Start of INPUT DATA

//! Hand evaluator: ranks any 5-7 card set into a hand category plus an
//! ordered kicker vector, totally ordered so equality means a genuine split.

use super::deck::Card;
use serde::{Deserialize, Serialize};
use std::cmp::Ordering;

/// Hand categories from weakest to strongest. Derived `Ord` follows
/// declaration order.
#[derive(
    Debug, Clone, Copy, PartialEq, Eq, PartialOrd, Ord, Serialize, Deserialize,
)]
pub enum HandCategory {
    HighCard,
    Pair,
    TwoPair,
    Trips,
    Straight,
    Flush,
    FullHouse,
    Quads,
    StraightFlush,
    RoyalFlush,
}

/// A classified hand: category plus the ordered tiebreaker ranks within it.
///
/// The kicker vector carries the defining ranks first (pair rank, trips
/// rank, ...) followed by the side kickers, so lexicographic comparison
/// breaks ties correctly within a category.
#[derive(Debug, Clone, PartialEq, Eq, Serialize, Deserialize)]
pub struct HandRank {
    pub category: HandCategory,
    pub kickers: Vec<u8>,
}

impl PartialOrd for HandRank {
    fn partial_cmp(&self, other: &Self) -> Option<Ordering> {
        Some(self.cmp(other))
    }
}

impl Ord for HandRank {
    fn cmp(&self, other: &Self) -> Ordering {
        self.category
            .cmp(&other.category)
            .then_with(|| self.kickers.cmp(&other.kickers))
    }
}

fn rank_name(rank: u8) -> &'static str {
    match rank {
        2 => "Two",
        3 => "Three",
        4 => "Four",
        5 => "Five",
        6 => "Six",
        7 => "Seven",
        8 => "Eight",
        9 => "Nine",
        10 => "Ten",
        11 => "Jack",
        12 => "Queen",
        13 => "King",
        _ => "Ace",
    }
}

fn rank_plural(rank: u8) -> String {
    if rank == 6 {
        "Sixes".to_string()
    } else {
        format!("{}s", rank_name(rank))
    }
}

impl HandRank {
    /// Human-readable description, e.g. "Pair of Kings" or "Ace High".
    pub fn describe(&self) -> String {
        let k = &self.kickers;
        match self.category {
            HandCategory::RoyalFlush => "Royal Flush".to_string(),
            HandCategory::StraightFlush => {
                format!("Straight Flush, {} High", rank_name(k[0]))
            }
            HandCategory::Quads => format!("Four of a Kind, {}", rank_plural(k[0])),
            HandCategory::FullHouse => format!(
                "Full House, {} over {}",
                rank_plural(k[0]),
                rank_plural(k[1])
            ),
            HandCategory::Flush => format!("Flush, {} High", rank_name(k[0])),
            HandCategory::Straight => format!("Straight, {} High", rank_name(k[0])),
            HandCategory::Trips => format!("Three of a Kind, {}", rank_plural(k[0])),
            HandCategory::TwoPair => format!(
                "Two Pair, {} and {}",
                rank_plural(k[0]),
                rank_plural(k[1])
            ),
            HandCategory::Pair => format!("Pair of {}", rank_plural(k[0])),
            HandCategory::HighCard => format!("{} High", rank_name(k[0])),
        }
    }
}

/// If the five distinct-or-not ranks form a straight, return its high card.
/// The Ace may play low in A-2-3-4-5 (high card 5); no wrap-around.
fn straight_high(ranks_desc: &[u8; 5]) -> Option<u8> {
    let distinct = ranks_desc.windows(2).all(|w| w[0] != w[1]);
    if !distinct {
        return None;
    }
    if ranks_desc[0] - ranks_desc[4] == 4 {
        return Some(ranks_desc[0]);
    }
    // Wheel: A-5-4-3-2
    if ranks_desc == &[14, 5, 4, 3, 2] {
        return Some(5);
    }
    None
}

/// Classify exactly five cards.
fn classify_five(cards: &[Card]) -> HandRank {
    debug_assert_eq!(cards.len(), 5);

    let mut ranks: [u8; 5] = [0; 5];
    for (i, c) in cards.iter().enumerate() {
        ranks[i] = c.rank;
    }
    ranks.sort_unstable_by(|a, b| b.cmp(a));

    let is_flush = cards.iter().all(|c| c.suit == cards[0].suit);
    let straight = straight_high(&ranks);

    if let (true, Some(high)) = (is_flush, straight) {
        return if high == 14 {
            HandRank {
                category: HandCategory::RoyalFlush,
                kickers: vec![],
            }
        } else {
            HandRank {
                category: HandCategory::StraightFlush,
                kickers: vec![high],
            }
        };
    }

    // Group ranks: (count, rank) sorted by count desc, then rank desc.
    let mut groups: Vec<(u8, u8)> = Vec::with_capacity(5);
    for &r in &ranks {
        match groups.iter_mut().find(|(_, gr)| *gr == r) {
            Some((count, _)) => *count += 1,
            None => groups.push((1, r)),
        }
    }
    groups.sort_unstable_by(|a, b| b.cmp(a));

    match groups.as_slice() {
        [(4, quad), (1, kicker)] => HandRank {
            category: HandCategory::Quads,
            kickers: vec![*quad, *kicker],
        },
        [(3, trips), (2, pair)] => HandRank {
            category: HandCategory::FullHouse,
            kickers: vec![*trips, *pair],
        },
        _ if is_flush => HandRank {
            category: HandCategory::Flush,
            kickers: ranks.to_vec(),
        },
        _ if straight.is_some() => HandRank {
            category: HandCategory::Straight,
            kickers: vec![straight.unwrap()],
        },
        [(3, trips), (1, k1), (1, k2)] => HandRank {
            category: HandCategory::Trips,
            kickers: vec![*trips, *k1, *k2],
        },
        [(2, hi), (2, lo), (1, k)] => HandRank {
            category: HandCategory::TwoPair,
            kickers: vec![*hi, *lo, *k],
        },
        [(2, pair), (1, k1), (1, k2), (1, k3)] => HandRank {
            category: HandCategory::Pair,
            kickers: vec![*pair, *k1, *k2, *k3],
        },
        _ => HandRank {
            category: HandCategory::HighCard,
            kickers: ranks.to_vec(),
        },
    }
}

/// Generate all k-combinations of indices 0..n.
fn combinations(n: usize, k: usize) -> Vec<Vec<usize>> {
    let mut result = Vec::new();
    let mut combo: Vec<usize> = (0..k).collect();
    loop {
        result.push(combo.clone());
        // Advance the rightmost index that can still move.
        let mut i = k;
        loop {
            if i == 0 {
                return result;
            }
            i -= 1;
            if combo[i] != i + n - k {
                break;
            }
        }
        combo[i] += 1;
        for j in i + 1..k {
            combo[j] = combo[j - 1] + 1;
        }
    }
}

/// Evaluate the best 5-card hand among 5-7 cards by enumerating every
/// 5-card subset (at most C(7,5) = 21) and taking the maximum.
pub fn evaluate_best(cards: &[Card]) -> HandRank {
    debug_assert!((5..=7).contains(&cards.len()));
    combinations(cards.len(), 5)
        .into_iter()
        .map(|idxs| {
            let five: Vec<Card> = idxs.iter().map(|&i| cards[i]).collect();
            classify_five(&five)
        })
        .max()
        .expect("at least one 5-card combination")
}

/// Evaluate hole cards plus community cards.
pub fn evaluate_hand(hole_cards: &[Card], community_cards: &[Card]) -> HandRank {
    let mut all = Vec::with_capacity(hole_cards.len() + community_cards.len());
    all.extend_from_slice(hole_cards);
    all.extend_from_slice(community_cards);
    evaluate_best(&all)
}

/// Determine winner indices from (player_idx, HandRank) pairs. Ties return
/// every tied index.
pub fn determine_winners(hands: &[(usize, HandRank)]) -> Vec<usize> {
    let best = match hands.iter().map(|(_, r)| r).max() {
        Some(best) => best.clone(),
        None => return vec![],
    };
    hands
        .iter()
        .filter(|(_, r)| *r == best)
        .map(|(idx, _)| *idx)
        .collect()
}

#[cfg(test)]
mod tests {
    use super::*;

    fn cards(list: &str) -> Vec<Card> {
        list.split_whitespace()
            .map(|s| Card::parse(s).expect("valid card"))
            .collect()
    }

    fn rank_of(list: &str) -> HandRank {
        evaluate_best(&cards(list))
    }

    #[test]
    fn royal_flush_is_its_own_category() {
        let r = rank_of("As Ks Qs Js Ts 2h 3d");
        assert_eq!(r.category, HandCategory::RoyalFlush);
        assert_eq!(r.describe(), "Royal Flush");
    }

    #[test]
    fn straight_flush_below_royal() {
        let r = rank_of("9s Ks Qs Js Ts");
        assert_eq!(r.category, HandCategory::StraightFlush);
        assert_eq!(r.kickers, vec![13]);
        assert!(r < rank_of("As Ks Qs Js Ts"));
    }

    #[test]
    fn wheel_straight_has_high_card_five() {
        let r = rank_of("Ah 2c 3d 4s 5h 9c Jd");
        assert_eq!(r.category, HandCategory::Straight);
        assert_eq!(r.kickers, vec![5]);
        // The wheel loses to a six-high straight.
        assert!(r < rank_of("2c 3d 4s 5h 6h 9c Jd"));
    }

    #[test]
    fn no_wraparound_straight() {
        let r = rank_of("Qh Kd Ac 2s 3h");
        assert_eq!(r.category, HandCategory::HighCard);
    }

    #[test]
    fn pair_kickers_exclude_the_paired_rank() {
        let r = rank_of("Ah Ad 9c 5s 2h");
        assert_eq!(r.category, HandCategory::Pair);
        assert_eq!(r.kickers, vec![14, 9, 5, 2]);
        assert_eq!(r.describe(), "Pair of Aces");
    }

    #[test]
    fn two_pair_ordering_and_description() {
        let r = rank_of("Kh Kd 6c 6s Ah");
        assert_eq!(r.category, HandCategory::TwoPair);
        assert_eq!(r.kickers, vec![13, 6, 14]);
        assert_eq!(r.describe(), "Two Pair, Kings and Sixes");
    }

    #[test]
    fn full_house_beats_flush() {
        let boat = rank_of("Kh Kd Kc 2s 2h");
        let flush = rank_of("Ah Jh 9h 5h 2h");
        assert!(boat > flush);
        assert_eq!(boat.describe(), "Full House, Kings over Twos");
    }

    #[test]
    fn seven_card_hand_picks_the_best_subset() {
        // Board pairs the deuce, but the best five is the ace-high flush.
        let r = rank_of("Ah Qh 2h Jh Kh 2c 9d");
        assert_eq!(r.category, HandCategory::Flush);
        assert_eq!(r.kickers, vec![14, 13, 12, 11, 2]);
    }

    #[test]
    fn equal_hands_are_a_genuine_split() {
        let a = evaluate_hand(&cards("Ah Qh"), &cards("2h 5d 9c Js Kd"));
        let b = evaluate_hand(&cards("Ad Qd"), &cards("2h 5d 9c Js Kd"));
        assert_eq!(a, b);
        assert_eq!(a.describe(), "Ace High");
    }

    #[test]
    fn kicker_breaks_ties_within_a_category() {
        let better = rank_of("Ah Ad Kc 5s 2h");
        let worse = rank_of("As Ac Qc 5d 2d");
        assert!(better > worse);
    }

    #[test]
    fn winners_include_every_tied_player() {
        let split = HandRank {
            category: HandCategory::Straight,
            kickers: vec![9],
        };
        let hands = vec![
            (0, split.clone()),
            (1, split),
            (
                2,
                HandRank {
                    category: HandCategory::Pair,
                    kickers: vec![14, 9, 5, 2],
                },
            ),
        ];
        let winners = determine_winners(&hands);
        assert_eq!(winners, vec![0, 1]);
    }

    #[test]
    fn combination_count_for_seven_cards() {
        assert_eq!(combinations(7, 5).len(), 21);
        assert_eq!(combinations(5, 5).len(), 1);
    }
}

End of INPUT DATA

When a line of the records has the word "index", pick it out and copy it.

        // Advance the rightmost index that can still move.
/// every tied index.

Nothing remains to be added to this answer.